A veces la naturaleza necesita parir engendros.
Es como si desconfiara de su perfección y necesitara recordarse a sí misma que puede cometer errores.
Pero, a diferencia de lo que ocurre en el reino animal, los fenómenos humanos son difíciles de reconocer debido a que, aunque se crean distintos, generalmente son iguales que el resto de la gente.
Los más peligrosos son aquellos que alcanzan el poder porque, así, son capaces de causar mayor daño. En ese sentido, la historia universal registra nombres como los del emperador romano Nerón o el príncipe Vlad Draculea de Valaquia. El denominador común de ambos es que causaron la muerte de gran número de personas, aquel con el incendio de Roma y este con el empalamiento de miles de sajones de Brasov, Amlas y Fagaras.
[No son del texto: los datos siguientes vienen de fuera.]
//! Block processor: ancestry resolution, progress persistence and event fetching.
//!
//! ```text
//! Unseen ──► ParentPending ──► Saved ──► EventsPending ──► Complete
//!                 │  parent missing:    push parent (priority + 1), abort
//!                 │  parent incomplete: re-push parent,             abort
//! ```
//!
//! Every abort is a retryable error, so the job comes back once the
//! dependency has had a chance to settle.

use std::sync::Arc;

use tracing::{debug, info, warn};

use crate::config::WatcherConfig;
use crate::error::WatcherError;
use crate::job::{IndexBlock, Job, JobPayload, QUEUE_BLOCK_PROCESSING, QUEUE_EVENT_PROCESSING};
use crate::queue::JobQueue;
use crate::store::Store;
use crate::types::{BlockHeader, BlockProgress, Event, SyncStatus};
use crate::upstream::{ChainSource, EventCache, Indexer};

pub struct BlockProcessor {
    config: WatcherConfig,
    store: Arc<dyn Store>,
    upstream: Arc<dyn ChainSource>,
    indexer: Arc<dyn Indexer>,
    cache: Arc<EventCache>,
}

impl BlockProcessor {
    pub fn new(
        config: WatcherConfig,
        store: Arc<dyn Store>,
        upstream: Arc<dyn ChainSource>,
        indexer: Arc<dyn Indexer>,
        cache: Arc<EventCache>,
    ) -> Self {
        Self {
            config,
            store,
            upstream,
            indexer,
            cache,
        }
    }

    /// Run an index job for `block`.
    ///
    /// Returns the persisted progress row, or `None` if the block sits on a
    /// branch below the canonical cursor and was skipped.
    pub async fn index_block(
        &self,
        job: &Job,
        block: &IndexBlock,
        queue: &JobQueue,
    ) -> Result<Option<BlockProgress>, WatcherError> {
        let header = block.header();
        let status = match self.store.sync_status().await? {
            Some(status) => status,
            None => {
                info!(block_number = header.number, block_hash = %header.hash, "bootstrapping sync status");
                self.store.init_sync_status(&header.pointer()).await?
            }
        };

        self.check_reorg_lag(&status, job, queue)?;

        if header.hash != status.latest_canonical.hash {
            if header.number <= status.latest_canonical.number {
                warn!(
                    block_number = header.number,
                    block_hash = %header.hash,
                    canonical = %status.latest_canonical,
                    "block on a resolved fork, skipping"
                );
                return Ok(None);
            }
            self.resolve_parent(&header, job, queue).await?;
        }

        let progress = match self.store.block_progress(&header.hash).await? {
            Some(existing) => existing,
            None => self.save_block(&header).await?,
        };

        self.indexer.process_block(&progress).await?;

        // Always hand the block to the event queue; a block that is already
        // complete is acknowledged there so the completion chain still fires.
        queue.push_unique(
            QUEUE_EVENT_PROCESSING,
            JobPayload::Events {
                block_hash: progress.block_hash.clone(),
            },
            job.priority,
        )?;

        Ok(Some(progress))
    }

    fn check_reorg_lag(&self, status: &SyncStatus, job: &Job, queue: &JobQueue) -> Result<(), WatcherError> {
        if status.reorg_lag() <= self.config.max_reorg_depth {
            return Ok(());
        }
        let prune_block_height = status.latest_canonical.number + 1;
        queue.push_unique(
            QUEUE_BLOCK_PROCESSING,
            JobPayload::Prune { prune_block_height },
            job.priority + 1,
        )?;
        Err(WatcherError::ReorgLagExceeded {
            latest_canonical: status.latest_canonical.number,
            latest_indexed: status.latest_indexed.number,
        })
    }

    async fn resolve_parent(&self, header: &BlockHeader, job: &Job, queue: &JobQueue) -> Result<(), WatcherError> {
        match self.store.block_progress(&header.parent_hash).await? {
            None => {
                let parent = self
                    .upstream
                    .block_by_hash(&header.parent_hash)
                    .await?
                    .ok_or_else(|| {
                        WatcherError::UpstreamUnavailable(format!(
                            "parent {} of block {} not found upstream",
                            header.parent_hash, header.number
                        ))
                    })?;
                debug!(
                    block_number = header.number,
                    parent_number = parent.number,
                    priority = job.priority + 1,
                    "parent not indexed, pushing parent"
                );
                queue.push_unique(QUEUE_BLOCK_PROCESSING, JobPayload::index(&parent), job.priority + 1)?;
                Err(WatcherError::dependency(header.number, &header.hash, "parent block not indexed"))
            }
            Some(parent) if !parent.is_complete => {
                debug!(
                    block_number = header.number,
                    parent_number = parent.block_number,
                    "parent incomplete, re-pushing parent"
                );
                queue.push_unique(
                    QUEUE_BLOCK_PROCESSING,
                    JobPayload::index(&parent.header()),
                    job.priority + 1,
                )?;
                Err(WatcherError::dependency(header.number, &header.hash, "parent block incomplete"))
            }
            Some(parent) => {
                let removed = self.store.remove_unknown_events(&parent.block_hash).await?;
                if removed > 0 {
                    debug!(block_number = parent.block_number, removed, "dropped unresolved events of parent");
                }
                Ok(())
            }
        }
    }

    async fn save_block(&self, header: &BlockHeader) -> Result<BlockProgress, WatcherError> {
        let delay = self.config.job_delay();
        if !delay.is_zero() {
            tokio::time::sleep(delay).await;
        }
        let events = Event::number_all(&header.hash, self.indexer.fetch_block_events(header).await?);
        let progress = BlockProgress::new(header, events.len() as u32);

        let saved = if self.config.prefetch_events {
            self.cache.insert(&header.hash, events);
            self.store.save_block(&progress, &[]).await?
        } else {
            self.store.save_block(&progress, &events).await?
        };
        info!(
            block_number = saved.block_number,
            block_hash = %saved.block_hash,
            num_events = saved.num_events,
            "block saved"
        );
        Ok(saved)
    }
}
Si en algo se parecen los monstruos de la humanidad es en su poco respeto a la humanidad. Por ello, no solo son capaces de ordenar asesinatos masivos sino que recurren a otro tipo de recetas como, por ejemplo, las limpiezas étnicas.
Teóricamente, Iósif Stalin y Adolf Hitler estaban en extremos ideológicos pero muchos de los métodos de dominación que usaron fueron prácticamente los mismos. Así, el dictador soviético ordenó “la gran purga” mientras que el “führer” mandó matar a millones de judíos. Para lograr el objetivo común, que era el exterminio de personas, ambos habilitaron campos de concentración.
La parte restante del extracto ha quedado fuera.